東京木材問屋協同組合


文苑 随想


『歴史探訪』(85)

江戸川木材工業株式会社
常務取締役 清水 太郎

 最近、友人から渡辺京二著『逝きし世の面影』を借り読み始めました。五百頁を超える大冊で、まだ半分位しか読んでおりませんが、著作の主旨は、「日本の文明は幕末から明治にかけて、諸外国から大きな影響を受けて変貌を遂げたがこれは残念なことである、と云う前提で外国人の眼を通して見た旧き佳き時代の日本の姿を描写し、読者と郷愁を共有しよう。」という内容でありました。
 今回は欧米から渡来し、滞在した人達と共に当時の日本を探訪します。
 日本は1639年鎖国をし、長崎に築いた出島でオランダのみと交易をしておりました。米国からペリー提督率いる黒船が来航し、ハリスを領事として下田に着任させました。ハリス(1804-78)の有能な通訳として随行したヒュースケン(1832-61)は日記に次のように記しています。「いまや私がいとしさを覚えはじめている国よ。この進歩は本当にお前のための文明なのか。この国の人々の質樸な習俗とともに、その飾りけのなさを私は賛美する。この国土のゆたかさを見、いたるところに満ちている子供たちの笑声を聞き、そしてどこにも悲惨なものを見いだすことができなかった私は、おお神よ、この幸福な情景がいまや終わりを迎えようとしており、西洋の人々が彼らの重大な悪徳をもちこもうとしているように思われてならない。」
 日米修好通商条約が締結され、国中に尊皇攘夷、倒幕の嵐が吹き荒れました。1868年、徳川幕府は大政奉還し、明治維新を迎えます。私達の常識では、江戸時代、国がよく統治されていたのは、封建制度によって、士農工商という身分制度が確立し、徳川家を頂点として、全国に大名(親藩、譜代、外様)を適宜配置し、各藩は領民の末端に到るまで組織をうまく機能させていたからである、という認識を持っておりました。ところが、幕末に向って、磐石の体制にひびが入って参りました。近隣諸国が植民地化され、日本もこのように侵食されるのではないか、という危機意識が芽生えて来ます。江戸から遠く離れていた強大な外様の藩は、欧米諸国からの影響で近代化をはかり、これが原動力となってついに倒幕を成し遂げます。
 幕府から鉱山技師として招かれ、1862年来日したパンペリーは地域によって住民の状態に違いがある、と指摘しました。幕府直轄地の住民は豊かであるが、諸大名が支配する藩は、過酷な重税によって住民は不当に搾取されている、と見た。参勤交代制により、幕府の諸侯に対する窮乏化政策がこの違いを生んだ。
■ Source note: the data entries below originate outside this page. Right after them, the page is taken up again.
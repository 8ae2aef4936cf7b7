use crate::{
    error::ErrorKind,
    group::{
        error::{AddMembersError, CreateGroupError},
        id::GroupId,
    },
    key::PublicKey,
};
use thiserror::Error;

/// Why a committed transaction was rejected at application time.
#[derive(Debug, Clone, PartialEq, Eq, Error)]
pub enum ApplyError {
    #[error("{issuer} does not own group {group}")]
    Unauthorized { issuer: PublicKey, group: GroupId },

    #[error(transparent)]
    CreateGroup(#[from] CreateGroupError),

    #[error(transparent)]
    AddMembers(#[from] AddMembersError),
}

impl ApplyError {
    pub fn kind(&self) -> ErrorKind {
        match self {
            ApplyError::Unauthorized { .. } => ErrorKind::Unauthorized,
            ApplyError::CreateGroup(e) => e.kind(),
            ApplyError::AddMembers(e) => e.kind(),
        }
    }
}
use serde::{Deserialize, Serialize};

#[derive(Debug, Clone, Copy, PartialEq, Eq, Hash, Serialize, Deserialize)]
pub struct Stats {
    /// Explicitly created groups. Base groups are not counted.
    pub groups: u64,
    pub members: u64,
    pub committed_txns: u64,
    pub known_keys: u64,
}
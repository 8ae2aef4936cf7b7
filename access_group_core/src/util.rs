//! Helper utilities.

pub(crate) mod hex;
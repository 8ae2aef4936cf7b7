//! An in-process ledger.

use super::{LedgerRead, LedgerSubmit, RejectionReason, TransactionRejected};
use crate::{
    archive::{LedgerArchive, ReplayError},
    crypto::digest::Digest,
    state::LedgerState,
    txn::{Receipt, SignedTxn},
};
use dupe::Dupe;
use futures::lock::Mutex;
use std::{fmt, sync::Arc};
use thiserror::Error;
use tracing::instrument;

/// A single-writer ledger that commits transactions in arrival order.
///
/// Submission holds the lock for the whole verify-apply step, which makes it
/// the critical section that serializes every mutation. Readers only take the
/// lock long enough to clone the current snapshot [`Arc`]. Applying copies the
/// state only if such a snapshot is still alive, so a held snapshot never sees
/// later commits.
#[derive(Clone, Default)]
pub struct MemoryLedger(Arc<Mutex<Inner>>);

struct Inner {
    state: Arc<LedgerState>,
    log: Vec<Arc<SignedTxn>>,
    available: bool,
}

impl Default for Inner {
    fn default() -> Self {
        Self {
            state: Arc::new(LedgerState::new()),
            log: Vec::new(),
            available: true,
        }
    }
}

impl MemoryLedger {
    pub fn new() -> Self {
        Self::default()
    }

    /// While unavailable, reads fail and submissions are rejected.
    pub async fn set_available(&self, available: bool) {
        self.0.lock().await.available = available;
    }

    pub async fn len(&self) -> usize {
        self.0.lock().await.log.len()
    }

    pub async fn is_empty(&self) -> bool {
        self.0.lock().await.log.is_empty()
    }

    pub async fn into_archive(&self) -> LedgerArchive {
        let locked = self.0.lock().await;
        LedgerArchive {
            committed: locked.log.iter().map(|txn| txn.as_ref().clone()).collect(),
        }
    }

    pub fn try_from_archive(archive: &LedgerArchive) -> Result<Self, ReplayError> {
        let state = LedgerState::try_from_archive(archive)?;
        Ok(Self(Arc::new(Mutex::new(Inner {
            state: Arc::new(state),
            log: archive.committed.iter().cloned().map(Arc::new).collect(),
            available: true,
        }))))
    }
}

impl Dupe for MemoryLedger {
    fn dupe(&self) -> Self {
        Self(self.0.dupe())
    }
}

impl fmt::Debug for MemoryLedger {
    fn fmt(&self, f: &mut fmt::Formatter<'_>) -> fmt::Result {
        f.debug_tuple("MemoryLedger").finish_non_exhaustive()
    }
}

impl LedgerRead for MemoryLedger {
    type ReadError = LedgerUnavailable;

    async fn current_state(&self) -> Result<Arc<LedgerState>, LedgerUnavailable> {
        let locked = self.0.lock().await;
        if !locked.available {
            return Err(LedgerUnavailable);
        }

        Ok(locked.state.dupe())
    }
}

impl LedgerSubmit for MemoryLedger {
    #[instrument(skip_all, fields(issuer = %txn.issuer_key()))]
    async fn submit(&self, txn: SignedTxn) -> Result<Receipt, TransactionRejected> {
        let mut locked = self.0.lock().await;
        if !locked.available {
            return Err(TransactionRejected::new(&txn, RejectionReason::Unavailable));
        }

        if let Err(err) = txn.try_verify() {
            tracing::warn!(%err, "bad signature");
            return Err(TransactionRejected::new(&txn, err.into()));
        }

        // Rejection happens before any write, so on error the state is
        // untouched. The copy only happens while a reader holds the snapshot.
        let commit_seq = match Arc::make_mut(&mut locked.state).apply(&txn) {
            Ok(seq) => seq,
            Err(err) => return Err(TransactionRejected::new(&txn, err.into())),
        };

        let receipt = Receipt {
            txn_id: Digest::hash(&txn),
            commit_seq,
        };

        locked.log.push(Arc::new(txn));

        tracing::debug!(commit_seq = receipt.commit_seq, "committed");
        Ok(receipt)
    }
}

#[derive(Debug, Clone, Copy, PartialEq, Eq, Error)]
#[error("ledger unavailable")]
pub struct LedgerUnavailable;

#[cfg(test)]
mod tests {
    use super::*;
    use crate::{
        crypto::signer::{memory::MemorySigner, sync_signer::SyncSigner},
        error::ErrorKind,
        group::key_name::GroupKeyName,
        key::PublicKey,
        txn::{fee::FeeMetadata, CreateGroup, TxnPayload, UnsignedTxn},
    };
    use pretty_assertions::assert_eq;
    use testresult::TestResult;

    fn create_group(signer: &MemorySigner, name: &str) -> SignedTxn {
        let payload: TxnPayload = CreateGroup {
            owner: signer.public_key(),
            key_name: GroupKeyName::try_from(name).unwrap(),
            group_public_key: PublicKey::generate(&mut rand::thread_rng()),
            extra_data: Default::default(),
        }
        .into();
        let fees = FeeMetadata::for_payload(&payload, 1000, vec![]).unwrap();
        signer.try_sign_sync(UnsignedTxn { payload, fees }).unwrap()
    }

    #[tokio::test]
    async fn test_commit_seq_follows_arrival() -> TestResult {
        test_utils::init_logging();
        let alice = MemorySigner::generate(&mut rand::thread_rng());
        let ledger = MemoryLedger::new();

        let first = create_group(&alice, "one");
        let first_id = Digest::hash(&first);

        let receipt = ledger.submit(first).await?;
        assert_eq!(receipt.commit_seq, 0);
        assert_eq!(receipt.txn_id, first_id);
        assert_eq!(ledger.submit(create_group(&alice, "two")).await?.commit_seq, 1);
        assert_eq!(ledger.len().await, 2);
        Ok(())
    }

    #[tokio::test]
    async fn test_snapshot_is_not_affected_by_later_commits() -> TestResult {
        let alice = MemorySigner::generate(&mut rand::thread_rng());
        let ledger = MemoryLedger::new();

        let before = ledger.current_state().await?;
        ledger.submit(create_group(&alice, "one")).await?;
        let after = ledger.current_state().await?;

        assert_eq!(before.stats().groups, 0);
        assert_eq!(after.stats().groups, 1);
        Ok(())
    }

    #[tokio::test]
    async fn test_rejection_leaves_unshared_state_untouched() -> TestResult {
        let alice = MemorySigner::generate(&mut rand::thread_rng());
        let ledger = MemoryLedger::new();
        ledger.submit(create_group(&alice, "one")).await?;

        // No snapshot outlives this statement, so the next apply runs in place.
        let expected = LedgerState::clone(&*ledger.current_state().await?);

        let err = ledger
            .submit(create_group(&alice, "one"))
            .await
            .unwrap_err();
        assert_eq!(err.reason.kind(), ErrorKind::DuplicateGroup);
        assert_eq!(*ledger.current_state().await?, expected);
        assert_eq!(ledger.len().await, 1);

        let receipt = ledger.submit(create_group(&alice, "two")).await?;
        assert_eq!(receipt.commit_seq, 1);
        Ok(())
    }

    #[tokio::test]
    async fn test_tampered_signature_is_rejected() {
        let mut csprng = rand::thread_rng();
        let alice = MemorySigner::generate(&mut csprng);
        let ledger = MemoryLedger::new();

        let mut txn = create_group(&alice, "one");
        txn.payload.fees.fee_nanos += 1;

        let err = ledger.submit(txn).await.unwrap_err();
        assert_eq!(err.reason.kind(), ErrorKind::InvalidSignature);
        assert!(ledger.is_empty().await);
    }

    #[tokio::test]
    async fn test_unavailable() -> TestResult {
        let alice = MemorySigner::generate(&mut rand::thread_rng());
        let ledger = MemoryLedger::new();
        ledger.set_available(false).await;

        assert_eq!(ledger.current_state().await.unwrap_err(), LedgerUnavailable);
        let err = ledger.submit(create_group(&alice, "one")).await.unwrap_err();
        assert_eq!(err.reason.kind(), ErrorKind::UnavailableState);

        ledger.set_available(true).await;
        ledger.submit(create_group(&alice, "one")).await?;
        Ok(())
    }

    #[tokio::test]
    async fn test_archive_round_trip() -> TestResult {
        let alice = MemorySigner::generate(&mut rand::thread_rng());
        let ledger = MemoryLedger::new();
        ledger.submit(create_group(&alice, "one")).await?;
        ledger.submit(create_group(&alice, "two")).await?;

        let restored = MemoryLedger::try_from_archive(&ledger.into_archive().await)?;
        assert_eq!(
            restored.current_state().await?,
            ledger.current_state().await?
        );
        assert_eq!(restored.len().await, 2);
        Ok(())
    }
}
//! Archive of committed ledger history.

use crate::{
    crypto::signed::VerificationError,
    state::{error::ApplyError, LedgerState},
    txn::SignedTxn,
};
use serde::{Deserialize, Serialize};
use thiserror::Error;
use tracing::instrument;

/// Every committed transaction, in ledger order.
///
/// State is never archived directly: it is a pure function of this log and
/// is recovered with [`LedgerState::try_from_archive`].
#[derive(Debug, Clone, Default, PartialEq, Eq, Serialize, Deserialize)]
pub struct LedgerArchive {
    pub committed: Vec<SignedTxn>,
}

impl LedgerArchive {
    pub fn len(&self) -> usize {
        self.committed.len()
    }

    pub fn is_empty(&self) -> bool {
        self.committed.is_empty()
    }
}

impl LedgerState {
    /// Re-verify and replay an archive from the empty state.
    #[instrument(skip_all, fields(txns = archive.len()))]
    pub fn try_from_archive(archive: &LedgerArchive) -> Result<Self, ReplayError> {
        let mut state = LedgerState::new();

        for (index, txn) in archive.committed.iter().enumerate() {
            txn.try_verify()
                .map_err(|source| ReplayError::InvalidSignature { index, source })?;

            state
                .apply(txn)
                .map_err(|source| ReplayError::Rejected { index, source })?;
        }

        Ok(state)
    }
}

#[derive(Debug, Error)]
pub enum ReplayError {
    #[error("archived transaction {index} has an invalid signature: {source}")]
    InvalidSignature {
        index: usize,
        source: VerificationError,
    },

    #[error("archived transaction {index} does not apply: {source}")]
    Rejected { index: usize, source: ApplyError },
}
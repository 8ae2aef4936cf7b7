//! Public keys of ledger identities.

use crate::crypto::verifiable::Verifiable;
use dupe::Dupe;
use serde::{Deserialize, Serialize};
use thiserror::Error;

/// The public half of a ledger identity.
///
/// This is a newtype for a [`VerifyingKey`](ed25519_dalek::VerifyingKey).
/// Every well-formed public key owns a base group, whether or not it has ever
/// appeared on the ledger.
#[derive(Copy, Serialize, Deserialize)]
pub struct PublicKey(pub ed25519_dalek::VerifyingKey);

impl PublicKey {
    /// Parse a public key from its compressed 32-byte encoding.
    ///
    /// # Examples
    ///
    /// ```
    /// # use access_group_core::key::{KeyError, PublicKey};
    /// assert_eq!(
    ///     PublicKey::try_from_slice(&[1, 2, 3]),
    ///     Err(KeyError::InvalidLength(3))
    /// );
    /// ```
    pub fn try_from_slice(bytes: &[u8]) -> Result<Self, KeyError> {
        let arr = <[u8; 32]>::try_from(bytes).map_err(|_| KeyError::InvalidLength(bytes.len()))?;
        let vk = ed25519_dalek::VerifyingKey::from_bytes(&arr).map_err(|_| KeyError::InvalidPoint)?;
        Ok(Self(vk))
    }

    #[cfg(any(feature = "test_utils", test))]
    pub fn generate<R: rand::CryptoRng + rand::RngCore>(csprng: &mut R) -> Self {
        ed25519_dalek::SigningKey::generate(csprng)
            .verifying_key()
            .into()
    }

    /// Lower the [`PublicKey`] to an owned binary representation.
    pub fn to_bytes(&self) -> [u8; 32] {
        self.0.to_bytes()
    }

    /// Lower the [`PublicKey`] to a borrowed binary representation.
    pub fn as_bytes(&self) -> &[u8; 32] {
        self.0.as_bytes()
    }

    pub fn as_slice(&self) -> &[u8] {
        self.0.as_bytes()
    }
}

#[derive(Debug, Clone, Copy, PartialEq, Eq, Error)]
pub enum KeyError {
    #[error("Public key must be 32 bytes, got {0}")]
    InvalidLength(usize),

    #[error("Public key is not a valid curve point")]
    InvalidPoint,

    #[error("Group key {0} is the owner's own key")]
    ReusesOwnerKey(PublicKey),
}

#[cfg(any(test, feature = "arbitrary"))]
impl<'a> arbitrary::Arbitrary<'a> for PublicKey {
    fn arbitrary(u: &mut arbitrary::Unstructured<'a>) -> arbitrary::Result<Self> {
        let bytes = u.bytes(32)?;
        let arr = <[u8; 32]>::try_from(bytes).map_err(|_| arbitrary::Error::NotEnoughData)?;
        let key = ed25519_dalek::SigningKey::from_bytes(&arr);
        Ok(key.verifying_key().into())
    }
}

impl Clone for PublicKey {
    fn clone(&self) -> Self {
        *self
    }
}

impl Dupe for PublicKey {
    fn dupe(&self) -> Self {
        *self
    }
}

impl std::hash::Hash for PublicKey {
    fn hash<H: std::hash::Hasher>(&self, state: &mut H) {
        self.0.as_bytes().hash(state)
    }
}

impl std::fmt::LowerHex for PublicKey {
    fn fmt(&self, f: &mut std::fmt::Formatter) -> std::fmt::Result {
        crate::util::hex::bytes_as_hex(self.0.as_bytes().iter(), f)
    }
}

impl std::fmt::Display for PublicKey {
    fn fmt(&self, f: &mut std::fmt::Formatter) -> std::fmt::Result {
        write!(f, "{:#x}", self)
    }
}

impl std::fmt::Debug for PublicKey {
    fn fmt(&self, f: &mut std::fmt::Formatter) -> std::fmt::Result {
        write!(f, "PublicKey({})", self)
    }
}

impl PartialEq for PublicKey {
    fn eq(&self, other: &Self) -> bool {
        self.as_bytes() == other.as_bytes()
    }
}

impl Eq for PublicKey {}

impl PartialOrd for PublicKey {
    fn partial_cmp(&self, other: &Self) -> Option<std::cmp::Ordering> {
        Some(self.cmp(other))
    }
}

impl Ord for PublicKey {
    fn cmp(&self, other: &Self) -> std::cmp::Ordering {
        self.as_bytes().cmp(other.as_bytes())
    }
}

impl Verifiable for PublicKey {
    fn verifying_key(&self) -> ed25519_dalek::VerifyingKey {
        self.0
    }
}

impl From<ed25519_dalek::VerifyingKey> for PublicKey {
    fn from(verifying_key: ed25519_dalek::VerifyingKey) -> Self {
        Self(verifying_key)
    }
}

impl From<&ed25519_dalek::VerifyingKey> for PublicKey {
    fn from(verifying_key: &ed25519_dalek::VerifyingKey) -> Self {
        Self(*verifying_key)
    }
}

impl From<PublicKey> for ed25519_dalek::VerifyingKey {
    fn from(key: PublicKey) -> Self {
        key.0
    }
}

impl TryFrom<&[u8]> for PublicKey {
    type Error = KeyError;

    fn try_from(bytes: &[u8]) -> Result<Self, Self::Error> {
        PublicKey::try_from_slice(bytes)
    }
}

#[cfg(test)]
mod tests {
    use super::*;

    #[test]
    fn test_parse_round_trip() {
        let pk = PublicKey::generate(&mut rand::thread_rng());
        assert_eq!(PublicKey::try_from_slice(pk.as_slice()), Ok(pk));
    }

    #[test]
    fn test_rejects_off_curve_bytes() {
        // Roughly half of all y-coordinates have no matching x, so one of these is off the curve
        let off_curve = (0u8..=255)
            .map(|i| {
                let mut bytes = [0u8; 32];
                bytes[0] = i;
                bytes[1] = 0x80;
                bytes
            })
            .find(|bytes| ed25519_dalek::VerifyingKey::from_bytes(bytes).is_err())
            .expect("some candidate to be off the curve");

        assert_eq!(
            PublicKey::try_from_slice(&off_curve),
            Err(KeyError::InvalidPoint)
        );
    }

    #[test]
    fn test_display_is_prefixed_hex() {
        let pk = PublicKey::generate(&mut rand::thread_rng());
        assert_eq!(pk.to_string(), format!("0x{}", hex::encode(pk.to_bytes())));
    }
}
収奪を緩やかにして領民の幸福を実質的に保障した幕府が慢性の財政難に陥り、領民の収奪を強めて富強化した西南諸藩によって幕府は倒された、とパンペリーは云っております。これは賛否両論あることでしょう。来日した殆んどの外国人が一様に驚いていることは、身分、老若を問わず、屈託のない住民の明るさであります。これは「第二章 陽気な人びと」の中で語られています。
 「第三章 簡素とゆたかさ」の中では、美しい田園風景を賛美しています。家屋は粗末で、家具は殆んどないが、合理的に夜具、食器を棚から出し入れして暮らしています。
 江戸の庶民の街に於いても、九尺 二間と云って、三坪(十平方米)が貸家の標準寸法でありました。欧米のように、寝室、居間、キッチン、客間がある住居と比べると貧弱に見えたことでしょう。日本では、絵画や置物、高級家具をこれ見よがしに飾り立てる人を成金趣味と云って軽蔑されることがあります。
 英語でbare roomと云えば家具が何も置いていない室のことですが、日本にはそのような言葉はありません。商家等裕福な家でも、装飾物、調度は少しだけ出して飾り、あとは収納して、季節によって使い分ける知恵を持っておりました。
 第四章は「親和と礼節」です。日本人が街頭や家屋内で交わす長々としたお辞儀、果てしもなくベラベラと喋っている様を見て驚いています。渡来した画家が描いた絵がありますが、武士同志が出会って互い用向きを伝えております。身分を問わず、日本人は礼節を重んじる風習がありましたが、今の日本はどうでしょうか。

 当時来日した人達は、日本は封建制度によって下層階級は搾取され、山野は荒れ、人々の心は荒んでいる、という先入観を持ってやって来ましたが、聞くと見るとは大違いであったことに驚き、以後親日家になった人も多いようです。阿片戦争で散々な目に遭って荒廃した中国の状態を見たり、聞いたりした後だけに、日本は素晴らしい国である、と感じたに違いありません。
 この後、第五章 雑多と充溢、第六章 労働と身体、第七章 自由と身分、第八章 裸体と性、・・・、第十四章 心の垣根へと読み進んで参ります。